Exercise requirements: Precise copying is required. Return the data below in full.
━━━━━ Material shown
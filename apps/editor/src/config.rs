use anyhow::{Context, Result};

/// Application configuration loaded from environment variables.
/// Fails at startup if required variables are missing.
#[derive(Debug, Clone)]
pub struct Config {
    /// Base URL of the resume backend, e.g. `https://api.example.com/prod`.
    pub resume_api_url: String,
    /// Bearer token forwarded on authenticated backend calls.
    pub resume_api_token: Option<String>,
    pub backend_timeout_secs: u64,
    pub port: u16,
    pub rust_log: String,
}

impl Config {
    pub fn from_env() -> Result<Self> {
        dotenvy::dotenv().ok(); // load .env if present; ignore if missing

        Ok(Config {
            resume_api_url: require_env("RESUME_API_URL")?,
            resume_api_token: std::env::var("RESUME_API_TOKEN")
                .ok()
                .filter(|t| !t.is_empty()),
            backend_timeout_secs: std::env::var("BACKEND_TIMEOUT_SECS")
                .unwrap_or_else(|_| "120".to_string())
                .parse::<u64>()
                .context("BACKEND_TIMEOUT_SECS must be a whole number of seconds")?,
            port: std::env::var("PORT")
                .unwrap_or_else(|_| "8080".to_string())
                .parse::<u16>()
                .context("PORT must be a valid port number")?,
            rust_log: std::env::var("RUST_LOG").unwrap_or_else(|_| "info".to_string()),
        })
    }
}

fn require_env(key: &str) -> Result<String> {
    std::env::var(key).with_context(|| format!("Required environment variable '{key}' is not set"))
}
━━━━━━━━━━
Answer area:
filename apps/editor/src/config.rs
use anyhow::{Context, Result};

/// Application configuration loaded from environment variables.
/// Fails at startup if required variables are missing.
#[derive(Debug, Clone)]
pub struct Config {
    /// Base URL of the resume backend, e.g. `https://api.example.com/prod`.
    pub resume_api_url: String,
    /// Bearer token forwarded on authenticated backend calls.
    pub resume_api_token: Option<String>,
    pub backend_timeout_secs: u64,
    pub port: u16,
    pub rust_log: String,
}

impl Config {
    pub fn from_env() -> Result<Self> {
        dotenvy::dotenv().ok(); // load .env if present; ignore if missing

        Ok(Config {
            resume_api_url: require_env("RESUME_API_URL")?,
            resume_api_token: std::env::var("RESUME_API_TOKEN")
                .ok()
                .filter(|t| !t.is_empty()),
            backend_timeout_secs: std::env::var("BACKEND_TIMEOUT_SECS")
                .unwrap_or_else(|_| "120".to_string())
                .parse::<u64>()
                .context("BACKEND_TIMEOUT_SECS must be a whole number of seconds")?,
            port: std::env::var("PORT")
                .unwrap_or_else(|_| "8080".to_string())
                .parse::<u16>()
                .context("PORT must be a valid port number")?,
            rust_log: std::env::var("RUST_LOG").unwrap_or_else(|_| "info".to_string()),
        })
    }
}

fn require_env(key: &str) -> Result<String> {
    std::env::var(key).with_context(|| format!("Required environment variable '{key}' is not set"))
}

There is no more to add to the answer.